Volume 14, Number 8—August 2008
Cutaneous Infrared Thermometry for Detecting Febrile Patients
We assessed the accuracy of cutaneous infrared thermometry, which measures temperature on the forehead, for detecting patients with fever in patients admitted to an emergency department. Although negative predictive value was excellent (0.99), positive predictive value was low (0.10). Therefore, we question mass detection of febrile patients by using this method.
Recent efforts to control spread of epidemic infectious diseases have prompted health officials to develop rapid screening processes to detect febrile patients. Such screening may take place at hospital entry, mainly in the emergency department, or at airports to detect travelers with increased body temperatures (1–3). Infrared thermal imaging devices have been proposed as a noncontact and noninvasive method for detecting fever (4–6). However, few studies have assessed their capacity for accurate detection of febrile patients in clinical settings. Therefore, we undertook a prospective study in an emergency department to assess diagnostic accuracy of infrared thermal imaging.
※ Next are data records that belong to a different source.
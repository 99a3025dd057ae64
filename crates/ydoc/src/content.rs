//! Item payloads.
//!
//! | Rust type  | Role                                                 |
//! |------------|------------------------------------------------------|
//! | `Value`    | Scalar payload (null, bool, int, float, string)      |
//! | `Content`  | What an item stores: a scalar or a nested container  |
//! | `Input`    | What callers hand to `insert`/`set`                  |
//! | `Out`      | What views hand back: a scalar or a container handle |

use serde::{Deserialize, Serialize};
use serde_json::Value as Json;

use crate::types::{ContainerKind, ContainerRef};

// ── Value ─────────────────────────────────────────────────────────────────

/// A scalar stored in a container.
#[derive(Debug, Clone, PartialEq, Serialize, Deserialize)]
#[serde(untagged)]
pub enum Value {
    Null,
    Bool(bool),
    Int(i64),
    Float(f64),
    String(String),
}

impl Value {
    pub fn to_json(&self) -> Json {
        match self {
            Value::Null => Json::Null,
            Value::Bool(b) => Json::Bool(*b),
            Value::Int(n) => Json::from(*n),
            Value::Float(f) => serde_json::Number::from_f64(*f)
                .map(Json::Number)
                .unwrap_or(Json::Null),
            Value::String(s) => Json::String(s.clone()),
        }
    }

    pub fn as_str(&self) -> Option<&str> {
        match self {
            Value::String(s) => Some(s),
            _ => None,
        }
    }

    pub fn as_i64(&self) -> Option<i64> {
        match self {
            Value::Int(n) => Some(*n),
            _ => None,
        }
    }

    pub fn as_f64(&self) -> Option<f64> {
        match self {
            Value::Int(n) => Some(*n as f64),
            Value::Float(f) => Some(*f),
            _ => None,
        }
    }

    pub fn as_bool(&self) -> Option<bool> {
        match self {
            Value::Bool(b) => Some(*b),
            _ => None,
        }
    }
}

impl From<&str> for Value {
    fn from(v: &str) -> Self {
        Value::String(v.to_owned())
    }
}

impl From<String> for Value {
    fn from(v: String) -> Self {
        Value::String(v)
    }
}

impl From<bool> for Value {
    fn from(v: bool) -> Self {
        Value::Bool(v)
    }
}

impl From<i64> for Value {
    fn from(v: i64) -> Self {
        Value::Int(v)
    }
}

impl From<i32> for Value {
    fn from(v: i32) -> Self {
        Value::Int(v as i64)
    }
}

impl From<u32> for Value {
    fn from(v: u32) -> Self {
        Value::Int(v as i64)
    }
}

impl From<f64> for Value {
    fn from(v: f64) -> Self {
        Value::Float(v)
    }
}

impl From<()> for Value {
    fn from(_: ()) -> Self {
        Value::Null
    }
}

impl<T: Into<Value>> From<Option<T>> for Value {
    fn from(v: Option<T>) -> Self {
        v.map_or(Value::Null, Into::into)
    }
}

// ── Content ───────────────────────────────────────────────────────────────

/// The payload of one item.
#[derive(Debug, Clone, PartialEq)]
pub enum Content {
    Value(Value),
    /// The item creates a nested container addressed by the item's id.
    Container(ContainerKind),
}

// ── Input ─────────────────────────────────────────────────────────────────

/// A value handed to `insert`/`push`/`set`.
#[derive(Debug, Clone, PartialEq)]
pub enum Input {
    Value(Value),
    Container(ContainerKind),
}

impl From<Input> for Content {
    fn from(input: Input) -> Self {
        match input {
            Input::Value(v) => Content::Value(v),
            Input::Container(kind) => Content::Container(kind),
        }
    }
}

impl From<Value> for Input {
    fn from(v: Value) -> Self {
        Input::Value(v)
    }
}

impl From<ContainerKind> for Input {
    fn from(kind: ContainerKind) -> Self {
        Input::Container(kind)
    }
}

macro_rules! input_from_scalar {
    ($($t:ty),*) => {
        $(impl From<$t> for Input {
            fn from(v: $t) -> Self {
                Input::Value(Value::from(v))
            }
        })*
    };
}

input_from_scalar!(&str, String, bool, i64, i32, u32, f64, ());

// ── Out ───────────────────────────────────────────────────────────────────

/// A materialized element of a sequence or map.
#[derive(Debug, Clone, PartialEq)]
pub enum Out {
    Value(Value),
    Container(ContainerRef),
}

impl Out {
    pub fn as_value(&self) -> Option<&Value> {
        match self {
            Out::Value(v) => Some(v),
            Out::Container(_) => None,
        }
    }

    pub fn as_container(&self) -> Option<&ContainerRef> {
        match self {
            Out::Value(_) => None,
            Out::Container(c) => Some(c),
        }
    }
}

impl From<Value> for Out {
    fn from(v: Value) -> Self {
        Out::Value(v)
    }
}

macro_rules! out_from_scalar {
    ($($t:ty),*) => {
        $(impl From<$t> for Out {
            fn from(v: $t) -> Self {
                Out::Value(Value::from(v))
            }
        })*
    };
}

out_from_scalar!(&str, String, bool, i64, i32, u32, f64, ());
The study was performed in an emergency department of a large academic hospital (1,800 beds) and was reviewed and approved by our institutional review board (Comité de Protection des Personnes se Prêtant à la Recherche Biomédicale Pitié-Salpêtrière, Paris, France). Patients admitted to the emergency department were assessed by a trained triage nurse, and several variables were routinely measured, including tympanic temperature by using an infrared tympanic thermometer (Pro 4000; Welch Allyn, Skaneateles Falls, NY, USA), systolic and diastolic arterial blood pressure, and heart rate.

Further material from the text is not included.